ACTIVITY:
Tally every line of the records below that includes "usize", and reply with the total alone.

- Opening Delimiter -

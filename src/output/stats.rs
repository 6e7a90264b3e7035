//! Statistics generation from a stored crawl
//!
//! This module provides functionality for aggregating and displaying
//! statistics over every page record in a repository.

use crate::storage::search::load_pages;
use crate::storage::{HttpMethod, SiteInfo, Storage, StorageResult};
use std::collections::BTreeMap;

/// Repository statistics summary
#[derive(Debug, Clone, Default, PartialEq)]
pub struct CrawlStatistics {
    /// Page records that could be read
    pub total_pages: usize,

    /// Page records that were corrupt or unreadable
    pub unreadable_pages: usize,

    pub total_endpoints: usize,
    pub total_schemas: usize,
    pub total_parameters: usize,

    /// Endpoint count per HTTP method
    pub endpoints_by_method: BTreeMap<HttpMethod, usize>,

    /// Pages from which nothing was extracted
    pub pages_without_records: usize,

    /// The site summary of the last crawl, if any
    pub site_info: Option<SiteInfo>,
}

/// Loads statistics from storage
///
/// # Returns
///
/// * `Ok(CrawlStatistics)` - Successfully loaded statistics
/// * `Err(StorageError)` - The repository could not be listed, or the site
///   summary is corrupt
pub fn load_statistics(storage: &dyn Storage) -> StorageResult<CrawlStatistics> {
    let stored = load_pages(storage)?;

    let mut stats = CrawlStatistics {
        total_pages: stored.pages.len(),
        unreadable_pages: stored.skipped.len(),
        site_info: storage.get_site_info()?,
        ..CrawlStatistics::default()
    };

    for page in &stored.pages {
        if page.endpoints.is_empty() && page.schemas.is_empty() {
            stats.pages_without_records += 1;
        }
        stats.total_schemas += page.schemas.len();
        for endpoint in &page.endpoints {
            stats.total_endpoints += 1;
            stats.total_parameters += endpoint.parameters.len();
            *stats.endpoints_by_method.entry(endpoint.method).or_insert(0) += 1;
        }
    }

    Ok(stats)
}

/// Prints statistics to stdout in a formatted manner
pub fn print_statistics(stats: &CrawlStatistics) {
    println!("=== Repository Statistics ===\n");

    if let Some(info) = &stats.site_info {
        println!("Last crawl:");
        println!("  Site: {} ({})", info.title, info.base_url);
        println!("  Crawled at: {}", info.crawled_at);
        println!("  Status: {}", info.status);
        println!("  Failed pages: {}", info.failed_count);
        println!();
    }

    println!("Overview:");
    println!("  Pages stored: {}", stats.total_pages);
    println!("  Endpoints: {}", stats.total_endpoints);
    println!("  Schemas: {}", stats.total_schemas);
    println!("  Parameters: {}", stats.total_parameters);
    println!();

    if !stats.endpoints_by_method.is_empty() {
        println!("Endpoints by Method:");
        // Sort methods by count (descending)
        let mut method_counts: Vec<_> = stats.endpoints_by_method.iter().collect();
        method_counts.sort_by(|a, b| b.1.cmp(a.1));

        for (method, count) in method_counts {
            let percentage = (*count as f64 / stats.total_endpoints as f64) * 100.0;
            println!("  {}: {} ({:.1}%)", method, count, percentage);
        }
        println!();
    }

    if stats.unreadable_pages > 0 {
        println!("Unreadable records: {}", stats.unreadable_pages);
    }

    let with_records = stats.total_pages - stats.pages_without_records;
    let coverage = if stats.total_pages > 0 {
        (with_records as f64 / stats.total_pages as f64) * 100.0
    } else {
        0.0
    };

    println!(
        "Extraction Coverage: {:.1}% ({} / {} pages yielded endpoints or schemas)",
        coverage, with_records, stats.total_pages
    );
}
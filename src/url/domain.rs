use url::{Host, Url};

/// Second-level labels that act as public suffixes under a country code
/// (`co.uk`, `com.au`, ...). Without them `api.example.co.uk` and
/// `shop.other.co.uk` would share the registrable domain `co.uk`.
const SECOND_LEVEL_SUFFIXES: &[&str] = &["ac", "co", "com", "edu", "gov", "net", "org", "ne", "or"];

/// Returns the registrable domain of a URL, which defines the site scope
///
/// `docs.example.com` and `api.example.com` both reduce to `example.com`.
/// IP addresses and single-label hosts such as `localhost` are their own
/// registrable domain. Ports are ignored.
///
/// # Examples
///
/// ```
/// use url::Url;
/// use apidoc_harvester::url::registrable_domain;
///
/// let url = Url::parse("https://docs.example.com/reference").unwrap();
/// assert_eq!(registrable_domain(&url), Some("example.com".to_string()));
///
/// let url = Url::parse("https://api.example.co.uk/").unwrap();
/// assert_eq!(registrable_domain(&url), Some("example.co.uk".to_string()));
/// ```
pub fn registrable_domain(url: &Url) -> Option<String> {
    match url.host()? {
        Host::Ipv4(addr) => Some(addr.to_string()),
        Host::Ipv6(addr) => Some(addr.to_string()),
        Host::Domain(domain) => {
            let domain = domain.trim_end_matches('.').to_lowercase();
            let labels: Vec<&str> = domain.split('.').filter(|l| !l.is_empty()).collect();

            let keep = match labels.as_slice() {
                [] => return None,
                [.., second, top]
                    if labels.len() >= 3
                        && top.len() == 2
                        && SECOND_LEVEL_SUFFIXES.contains(second) =>
                {
                    3
                }
                _ => 2,
            };

            let start = labels.len().saturating_sub(keep);
            Some(labels[start..].join("."))
        }
    }
}
//! Exercises `QuinnTransport` end to end over a real loopback QUIC
//! connection, pairing it with the core's `FakeCodec` (the same fake used by
//! `h3bridge-core`'s own `tests/scenarios.rs`) and a trivial echo
//! application, mirroring `demos/echo-server`.

use bytes::Bytes;
use h3bridge_core::buffer::{Header, HeaderList};
use h3bridge_core::testutil::wire;
use h3bridge_core::testutil::FakeCodec;
use h3bridge_core::{AppError, Application, Http3Server, ImmediateExecutor, ServerConfig, StreamHandle};
use h3bridge_quinn::QuinnTransport;
use std::net::UdpSocket;
use std::path::PathBuf;
use std::sync::atomic::{AtomicU64, Ordering};
use std::sync::Arc;
use std::time::Duration;

struct EchoApp;

impl Application for EchoApp {
    fn on_headers(&self, stream: StreamHandle, headers: HeaderList) -> Result<(), AppError> {
        stream.send_headers(headers, false);
        Ok(())
    }

    fn on_data(&self, stream: StreamHandle, data: Bytes) -> Result<(), AppError> {
        stream.send_data(data, false);
        Ok(())
    }

    fn on_fin(&self, stream: StreamHandle) -> Result<(), AppError> {
        stream.send_data(Bytes::new(), true);
        Ok(())
    }
}

fn unique_temp_path(suffix: &str) -> PathBuf {
    static COUNTER: AtomicU64 = AtomicU64::new(0);
    let id = COUNTER.fetch_add(1, Ordering::Relaxed);
    std::env::temp_dir().join(format!("h3bridge-quinn-test-{}-{}-{suffix}", std::process::id(), id))
}

/// Grab an ephemeral port from the OS, then release it immediately so
/// `quinn::Endpoint::server` can bind the same number. Same trick the
/// teacher's own quinn test harness uses via `Endpoint::server(.., "[::]:0")`
/// plus reading back `local_addr()`; we need the port up front here since
/// `QuicTransport::listen` takes a port rather than returning the bound one.
fn free_local_port() -> u16 {
    UdpSocket::bind("127.0.0.1:0")
        .expect("bind ephemeral port")
        .local_addr()
        .expect("local addr")
        .port()
}

#[tokio::test]
async fn quinn_transport_echoes_request_over_real_connection() {
    let cert_key = rcgen::generate_simple_self_signed(vec!["localhost".to_string()]).expect("self-signed cert");
    let cert_pem = cert_key.cert.pem();
    let key_pem = cert_key.key_pair.serialize_pem();
    let cert_der = cert_key.cert.der().clone();

    let cert_path = unique_temp_path("cert.pem");
    let key_path = unique_temp_path("key.pem");
    std::fs::write(&cert_path, cert_pem).expect("write cert");
    std::fs::write(&key_path, key_pem).expect("write key");

    let port = free_local_port();
    let mut config = ServerConfig::default();
    config.alpn_protocols = vec![b"h3".to_vec()];
    config.cert_path = cert_path.to_string_lossy().into_owned();
    config.key_path = key_path.to_string_lossy().into_owned();

    let transport = QuinnTransport::new();
    let app = Arc::new(EchoApp);
    let executor = Arc::new(ImmediateExecutor);
    let server = Http3Server::<QuinnTransport, FakeCodec, EchoApp, ImmediateExecutor>::new(
        transport.clone(),
        app,
        executor,
        config,
    );
    transport.bind_handler(server.clone());
    server.start("127.0.0.1", port).expect("server start");

    // Give the spawned accept loop a moment to bind and start listening.
    tokio::time::sleep(Duration::from_millis(50)).await;

    let mut roots = rustls::RootCertStore::empty();
    roots.add(cert_der).expect("trust self-signed cert");
    let mut client_crypto = rustls::ClientConfig::builder()
        .with_root_certificates(roots)
        .with_no_client_auth();
    client_crypto.alpn_protocols = vec![b"h3".to_vec()];
    let client_crypto = quinn::crypto::rustls::QuicClientConfig::try_from(client_crypto).expect("quic client crypto");
    let client_config = quinn::ClientConfig::new(Arc::new(client_crypto));

    let mut client_endpoint = quinn::Endpoint::client("127.0.0.1:0".parse().unwrap()).expect("client endpoint");
    client_endpoint.set_default_client_config(client_config);

    let connection = tokio::time::timeout(
        Duration::from_secs(5),
        client_endpoint
            .connect(format!("127.0.0.1:{port}").parse().unwrap(), "localhost")
            .expect("connect")
    )
    .await
    .expect("handshake timed out")
    .expect("handshake failed");

    let (mut send, mut recv) = connection.open_bi().await.expect("open bi stream");

    let request_headers = vec![
        Header::new(&b":method"[..], &b"GET"[..]),
        Header::new(&b":path"[..], &b"/echo"[..]),
    ];
    let body = b"hello from the quinn transport test";
    let request_bytes = wire::encode_request(&request_headers, &[body], true);
    send.write_all(&request_bytes).await.expect("write request");
    send.finish().expect("finish request stream");

    let response_bytes = tokio::time::timeout(Duration::from_secs(5), recv.read_to_end(64 * 1024))
        .await
        .expect("response timed out")
        .expect("read response");

    let decoded = wire::decode_message(&response_bytes);
    assert_eq!(decoded.headers, request_headers);
    assert_eq!(decoded.body, Bytes::copy_from_slice(body));
    assert!(decoded.fin, "echoed response must end the stream");

    let _ = std::fs::remove_file(&cert_path);
    let _ = std::fs::remove_file(&key_path);
}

- Closing Delimiter -

TASK RESULT:
7